**Problem requirements**
Every entry must be duplicated word for word.

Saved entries
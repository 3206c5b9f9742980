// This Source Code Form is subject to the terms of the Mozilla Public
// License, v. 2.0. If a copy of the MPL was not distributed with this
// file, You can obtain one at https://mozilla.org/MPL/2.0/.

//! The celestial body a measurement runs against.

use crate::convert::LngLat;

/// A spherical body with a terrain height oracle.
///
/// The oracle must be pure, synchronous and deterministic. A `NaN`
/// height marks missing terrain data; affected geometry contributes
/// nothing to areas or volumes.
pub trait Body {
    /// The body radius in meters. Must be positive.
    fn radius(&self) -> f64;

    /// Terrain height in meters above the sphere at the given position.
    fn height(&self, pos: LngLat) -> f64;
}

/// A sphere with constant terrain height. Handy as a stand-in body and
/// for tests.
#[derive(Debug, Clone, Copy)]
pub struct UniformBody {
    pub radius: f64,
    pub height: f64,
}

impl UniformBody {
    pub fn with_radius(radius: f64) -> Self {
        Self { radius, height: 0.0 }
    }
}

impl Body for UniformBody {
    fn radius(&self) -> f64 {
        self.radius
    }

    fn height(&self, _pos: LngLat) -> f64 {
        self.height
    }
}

**Task result**
repository 3206c5b9f9742980
// This Source Code Form is subject to the terms of the Mozilla Public
// License, v. 2.0. If a copy of the MPL was not distributed with this
// file, You can obtain one at https://mozilla.org/MPL/2.0/.

//! The celestial body a measurement runs against.

use crate::convert::LngLat;

/// A spherical body with a terrain height oracle.
///
/// The oracle must be pure, synchronous and deterministic. A `NaN`
/// height marks missing terrain data; affected geometry contributes
/// nothing to areas or volumes.
pub trait Body {
    /// The body radius in meters. Must be positive.
    fn radius(&self) -> f64;

    /// Terrain height in meters above the sphere at the given position.
    fn height(&self, pos: LngLat) -> f64;
}

/// A sphere with constant terrain height. Handy as a stand-in body and
/// for tests.
#[derive(Debug, Clone, Copy)]
pub struct UniformBody {
    pub radius: f64,
    pub height: f64,
}

impl UniformBody {
    pub fn with_radius(radius: f64) -> Self {
        Self { radius, height: 0.0 }
    }
}

impl Body for UniformBody {
    fn radius(&self) -> f64 {
        self.radius
    }

    fn height(&self, _pos: LngLat) -> f64 {
        self.height
    }
}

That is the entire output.